TO DO:
Find the word "other" in the listing below. Copy every line that has it.

# # #

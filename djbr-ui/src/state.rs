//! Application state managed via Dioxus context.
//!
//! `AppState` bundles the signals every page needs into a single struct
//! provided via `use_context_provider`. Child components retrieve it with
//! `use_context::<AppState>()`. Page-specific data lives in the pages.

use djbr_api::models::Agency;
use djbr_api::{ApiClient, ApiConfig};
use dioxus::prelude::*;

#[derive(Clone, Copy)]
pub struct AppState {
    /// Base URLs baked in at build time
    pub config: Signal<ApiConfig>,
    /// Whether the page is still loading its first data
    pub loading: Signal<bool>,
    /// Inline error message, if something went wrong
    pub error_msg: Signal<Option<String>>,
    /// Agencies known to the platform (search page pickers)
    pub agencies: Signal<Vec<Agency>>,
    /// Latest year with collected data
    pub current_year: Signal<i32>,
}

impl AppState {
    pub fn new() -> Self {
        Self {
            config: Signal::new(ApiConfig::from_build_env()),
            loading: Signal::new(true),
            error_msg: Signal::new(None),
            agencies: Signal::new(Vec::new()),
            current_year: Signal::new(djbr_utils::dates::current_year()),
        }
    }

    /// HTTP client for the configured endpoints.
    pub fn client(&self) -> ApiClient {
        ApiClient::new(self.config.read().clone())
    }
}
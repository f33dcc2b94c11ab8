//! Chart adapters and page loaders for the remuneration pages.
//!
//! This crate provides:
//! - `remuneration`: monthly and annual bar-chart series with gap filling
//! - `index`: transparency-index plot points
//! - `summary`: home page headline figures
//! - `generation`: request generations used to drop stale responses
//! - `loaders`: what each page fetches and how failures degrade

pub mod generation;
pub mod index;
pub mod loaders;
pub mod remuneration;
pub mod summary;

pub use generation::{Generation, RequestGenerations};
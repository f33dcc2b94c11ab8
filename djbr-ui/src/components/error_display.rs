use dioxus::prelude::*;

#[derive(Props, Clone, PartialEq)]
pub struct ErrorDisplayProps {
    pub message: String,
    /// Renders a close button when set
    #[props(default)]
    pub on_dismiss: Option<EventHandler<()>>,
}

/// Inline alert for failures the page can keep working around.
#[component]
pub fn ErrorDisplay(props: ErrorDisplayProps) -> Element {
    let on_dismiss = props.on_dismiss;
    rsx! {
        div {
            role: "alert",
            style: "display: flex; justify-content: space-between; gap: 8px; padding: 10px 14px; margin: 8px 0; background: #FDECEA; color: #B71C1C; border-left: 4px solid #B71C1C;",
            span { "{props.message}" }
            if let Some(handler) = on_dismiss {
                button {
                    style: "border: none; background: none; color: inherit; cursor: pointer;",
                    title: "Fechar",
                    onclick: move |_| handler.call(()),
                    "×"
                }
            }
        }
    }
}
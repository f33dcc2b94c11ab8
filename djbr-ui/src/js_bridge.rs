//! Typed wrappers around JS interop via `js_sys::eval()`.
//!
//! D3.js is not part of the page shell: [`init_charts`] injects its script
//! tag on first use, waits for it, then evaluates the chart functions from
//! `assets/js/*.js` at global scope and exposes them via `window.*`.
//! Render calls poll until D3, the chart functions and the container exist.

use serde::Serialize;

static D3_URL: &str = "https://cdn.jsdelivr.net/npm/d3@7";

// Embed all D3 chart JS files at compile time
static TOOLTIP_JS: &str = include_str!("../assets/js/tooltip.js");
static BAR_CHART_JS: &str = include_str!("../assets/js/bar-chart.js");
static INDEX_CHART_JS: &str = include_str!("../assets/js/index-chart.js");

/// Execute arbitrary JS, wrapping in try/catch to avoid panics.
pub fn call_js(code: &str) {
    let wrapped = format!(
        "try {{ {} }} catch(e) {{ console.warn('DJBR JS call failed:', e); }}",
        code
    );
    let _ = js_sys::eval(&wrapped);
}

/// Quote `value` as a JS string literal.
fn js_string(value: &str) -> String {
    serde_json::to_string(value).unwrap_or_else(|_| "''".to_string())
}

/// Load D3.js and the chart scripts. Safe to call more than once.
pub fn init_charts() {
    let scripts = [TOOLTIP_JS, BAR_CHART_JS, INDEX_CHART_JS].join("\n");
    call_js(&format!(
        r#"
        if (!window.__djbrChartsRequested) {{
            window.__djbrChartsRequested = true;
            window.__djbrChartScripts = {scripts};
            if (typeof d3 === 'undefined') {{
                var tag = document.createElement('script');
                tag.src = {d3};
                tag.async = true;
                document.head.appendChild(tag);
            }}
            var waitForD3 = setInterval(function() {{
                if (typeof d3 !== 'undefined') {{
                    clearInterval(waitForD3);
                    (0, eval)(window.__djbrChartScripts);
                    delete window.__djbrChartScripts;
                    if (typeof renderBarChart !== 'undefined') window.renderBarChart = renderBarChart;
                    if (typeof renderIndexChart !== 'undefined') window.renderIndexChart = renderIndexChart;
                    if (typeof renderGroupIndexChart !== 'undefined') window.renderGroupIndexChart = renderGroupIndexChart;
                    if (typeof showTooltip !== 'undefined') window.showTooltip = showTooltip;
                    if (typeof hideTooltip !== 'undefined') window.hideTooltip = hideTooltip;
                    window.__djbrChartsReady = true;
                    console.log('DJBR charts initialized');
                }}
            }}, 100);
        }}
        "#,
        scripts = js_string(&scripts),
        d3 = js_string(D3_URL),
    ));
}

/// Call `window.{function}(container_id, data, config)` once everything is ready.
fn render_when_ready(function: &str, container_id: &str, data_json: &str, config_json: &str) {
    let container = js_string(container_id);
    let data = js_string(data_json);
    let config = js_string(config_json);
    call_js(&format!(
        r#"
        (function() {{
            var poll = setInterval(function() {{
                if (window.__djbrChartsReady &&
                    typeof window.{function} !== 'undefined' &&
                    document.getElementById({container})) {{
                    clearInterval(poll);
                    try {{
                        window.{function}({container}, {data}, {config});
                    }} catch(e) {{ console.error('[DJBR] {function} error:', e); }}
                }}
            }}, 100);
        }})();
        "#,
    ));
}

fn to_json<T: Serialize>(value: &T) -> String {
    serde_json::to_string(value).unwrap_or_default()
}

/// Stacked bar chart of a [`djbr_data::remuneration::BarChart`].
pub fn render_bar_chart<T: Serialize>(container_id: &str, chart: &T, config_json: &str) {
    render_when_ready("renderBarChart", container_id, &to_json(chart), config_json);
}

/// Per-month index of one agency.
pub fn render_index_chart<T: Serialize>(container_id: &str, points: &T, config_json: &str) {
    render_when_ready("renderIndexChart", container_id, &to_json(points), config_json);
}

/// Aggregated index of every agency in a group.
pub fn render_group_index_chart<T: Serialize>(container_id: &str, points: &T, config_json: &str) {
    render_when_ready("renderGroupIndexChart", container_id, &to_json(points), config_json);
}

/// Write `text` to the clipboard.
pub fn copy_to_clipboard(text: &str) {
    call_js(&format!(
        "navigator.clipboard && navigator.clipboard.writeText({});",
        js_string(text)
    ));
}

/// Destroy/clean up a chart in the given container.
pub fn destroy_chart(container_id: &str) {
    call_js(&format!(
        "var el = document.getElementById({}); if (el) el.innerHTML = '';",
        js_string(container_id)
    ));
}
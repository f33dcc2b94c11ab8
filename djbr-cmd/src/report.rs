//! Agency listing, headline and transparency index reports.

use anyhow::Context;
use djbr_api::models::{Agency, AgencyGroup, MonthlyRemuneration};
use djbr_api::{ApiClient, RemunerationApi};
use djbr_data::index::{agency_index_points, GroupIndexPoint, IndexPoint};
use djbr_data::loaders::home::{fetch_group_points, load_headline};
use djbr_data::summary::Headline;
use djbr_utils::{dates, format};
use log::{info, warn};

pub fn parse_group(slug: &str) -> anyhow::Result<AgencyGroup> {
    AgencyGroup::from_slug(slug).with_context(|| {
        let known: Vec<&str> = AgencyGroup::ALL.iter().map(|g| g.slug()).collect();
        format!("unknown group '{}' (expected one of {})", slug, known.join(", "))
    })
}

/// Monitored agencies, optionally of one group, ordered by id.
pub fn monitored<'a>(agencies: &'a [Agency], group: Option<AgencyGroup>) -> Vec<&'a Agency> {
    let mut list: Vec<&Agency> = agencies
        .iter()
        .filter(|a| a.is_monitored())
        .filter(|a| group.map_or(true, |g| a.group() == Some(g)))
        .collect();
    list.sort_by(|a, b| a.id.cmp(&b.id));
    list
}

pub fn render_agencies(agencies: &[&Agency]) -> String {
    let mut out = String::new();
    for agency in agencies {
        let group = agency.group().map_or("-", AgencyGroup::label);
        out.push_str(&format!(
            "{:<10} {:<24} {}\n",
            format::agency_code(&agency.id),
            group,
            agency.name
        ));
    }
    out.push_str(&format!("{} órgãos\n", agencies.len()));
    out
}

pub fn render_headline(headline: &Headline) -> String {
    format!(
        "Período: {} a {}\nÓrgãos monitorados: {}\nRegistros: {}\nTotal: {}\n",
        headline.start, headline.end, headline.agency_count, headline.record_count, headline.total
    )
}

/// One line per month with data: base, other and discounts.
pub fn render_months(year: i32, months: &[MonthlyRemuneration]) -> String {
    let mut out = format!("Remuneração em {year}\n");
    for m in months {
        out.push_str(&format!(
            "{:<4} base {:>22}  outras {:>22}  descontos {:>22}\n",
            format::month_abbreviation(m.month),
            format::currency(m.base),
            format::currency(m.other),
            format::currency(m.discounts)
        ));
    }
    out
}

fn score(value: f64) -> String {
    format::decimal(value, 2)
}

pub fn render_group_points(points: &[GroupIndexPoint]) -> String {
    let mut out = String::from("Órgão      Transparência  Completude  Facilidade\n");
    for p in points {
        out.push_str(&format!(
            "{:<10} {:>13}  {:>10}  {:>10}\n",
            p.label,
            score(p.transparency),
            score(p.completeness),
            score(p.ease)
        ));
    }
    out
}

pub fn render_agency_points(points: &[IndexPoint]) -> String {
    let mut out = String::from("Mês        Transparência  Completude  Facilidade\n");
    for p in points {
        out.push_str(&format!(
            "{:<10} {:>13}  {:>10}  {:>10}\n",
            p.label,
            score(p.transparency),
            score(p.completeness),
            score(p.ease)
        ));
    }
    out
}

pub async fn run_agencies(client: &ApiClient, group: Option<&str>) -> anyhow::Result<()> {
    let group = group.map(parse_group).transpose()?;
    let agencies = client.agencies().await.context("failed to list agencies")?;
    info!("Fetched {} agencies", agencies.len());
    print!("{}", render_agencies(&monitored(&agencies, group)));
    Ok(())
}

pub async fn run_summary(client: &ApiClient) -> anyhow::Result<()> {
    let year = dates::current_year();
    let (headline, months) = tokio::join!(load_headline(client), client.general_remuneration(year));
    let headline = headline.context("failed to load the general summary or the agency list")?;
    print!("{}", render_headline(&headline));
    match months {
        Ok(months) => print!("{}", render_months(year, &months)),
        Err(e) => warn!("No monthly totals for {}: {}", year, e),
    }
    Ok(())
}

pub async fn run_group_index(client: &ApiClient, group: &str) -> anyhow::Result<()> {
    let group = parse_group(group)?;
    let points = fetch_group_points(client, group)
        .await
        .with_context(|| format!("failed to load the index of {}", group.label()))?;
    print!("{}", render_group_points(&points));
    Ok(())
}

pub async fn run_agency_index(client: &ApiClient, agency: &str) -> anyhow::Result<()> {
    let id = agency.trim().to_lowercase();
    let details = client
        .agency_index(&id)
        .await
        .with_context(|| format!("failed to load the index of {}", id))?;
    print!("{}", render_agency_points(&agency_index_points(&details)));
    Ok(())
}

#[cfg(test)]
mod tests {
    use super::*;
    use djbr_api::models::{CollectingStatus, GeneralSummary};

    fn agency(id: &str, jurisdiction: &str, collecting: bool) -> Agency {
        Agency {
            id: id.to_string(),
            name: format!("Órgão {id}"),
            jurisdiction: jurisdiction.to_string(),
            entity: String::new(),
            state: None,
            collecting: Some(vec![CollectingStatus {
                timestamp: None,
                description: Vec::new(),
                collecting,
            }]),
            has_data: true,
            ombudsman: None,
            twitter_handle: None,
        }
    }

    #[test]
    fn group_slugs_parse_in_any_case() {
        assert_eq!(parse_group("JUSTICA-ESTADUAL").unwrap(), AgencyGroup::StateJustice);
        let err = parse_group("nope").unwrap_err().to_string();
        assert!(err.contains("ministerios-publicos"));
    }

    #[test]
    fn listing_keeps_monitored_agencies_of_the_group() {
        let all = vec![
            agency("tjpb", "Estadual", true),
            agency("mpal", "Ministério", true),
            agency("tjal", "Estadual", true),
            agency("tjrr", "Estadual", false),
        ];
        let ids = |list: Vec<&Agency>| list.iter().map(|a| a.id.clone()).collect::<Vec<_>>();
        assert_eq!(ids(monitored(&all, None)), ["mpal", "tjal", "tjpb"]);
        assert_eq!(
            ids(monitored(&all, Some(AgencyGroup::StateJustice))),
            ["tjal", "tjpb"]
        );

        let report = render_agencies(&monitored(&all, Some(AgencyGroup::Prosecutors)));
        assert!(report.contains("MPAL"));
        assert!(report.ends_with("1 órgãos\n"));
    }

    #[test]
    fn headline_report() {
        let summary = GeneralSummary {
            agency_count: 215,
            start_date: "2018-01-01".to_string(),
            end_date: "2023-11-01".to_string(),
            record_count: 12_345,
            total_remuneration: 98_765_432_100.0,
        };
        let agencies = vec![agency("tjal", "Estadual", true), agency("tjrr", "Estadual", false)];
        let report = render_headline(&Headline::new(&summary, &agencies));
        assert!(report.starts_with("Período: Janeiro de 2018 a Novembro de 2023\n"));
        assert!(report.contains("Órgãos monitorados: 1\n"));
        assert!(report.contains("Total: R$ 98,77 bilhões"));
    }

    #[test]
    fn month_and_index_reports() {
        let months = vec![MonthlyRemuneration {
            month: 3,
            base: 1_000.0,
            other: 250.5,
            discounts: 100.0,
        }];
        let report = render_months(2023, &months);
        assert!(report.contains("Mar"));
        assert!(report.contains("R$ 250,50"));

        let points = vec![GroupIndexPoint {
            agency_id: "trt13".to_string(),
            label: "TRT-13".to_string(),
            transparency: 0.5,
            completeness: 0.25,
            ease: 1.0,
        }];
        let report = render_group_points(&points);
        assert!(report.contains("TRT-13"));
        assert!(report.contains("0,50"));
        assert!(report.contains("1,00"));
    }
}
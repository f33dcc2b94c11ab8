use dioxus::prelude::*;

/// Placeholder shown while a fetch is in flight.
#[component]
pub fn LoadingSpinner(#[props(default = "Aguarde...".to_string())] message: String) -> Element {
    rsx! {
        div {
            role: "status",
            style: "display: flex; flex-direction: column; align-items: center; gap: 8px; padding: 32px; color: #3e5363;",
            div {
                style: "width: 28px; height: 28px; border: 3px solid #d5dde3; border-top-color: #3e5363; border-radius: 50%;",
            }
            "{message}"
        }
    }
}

# # #

OUTPUT FOR THIS EXERCISE:
/// One line per month with data: base, other and discounts.
            format::currency(m.other),
            other: 250.5,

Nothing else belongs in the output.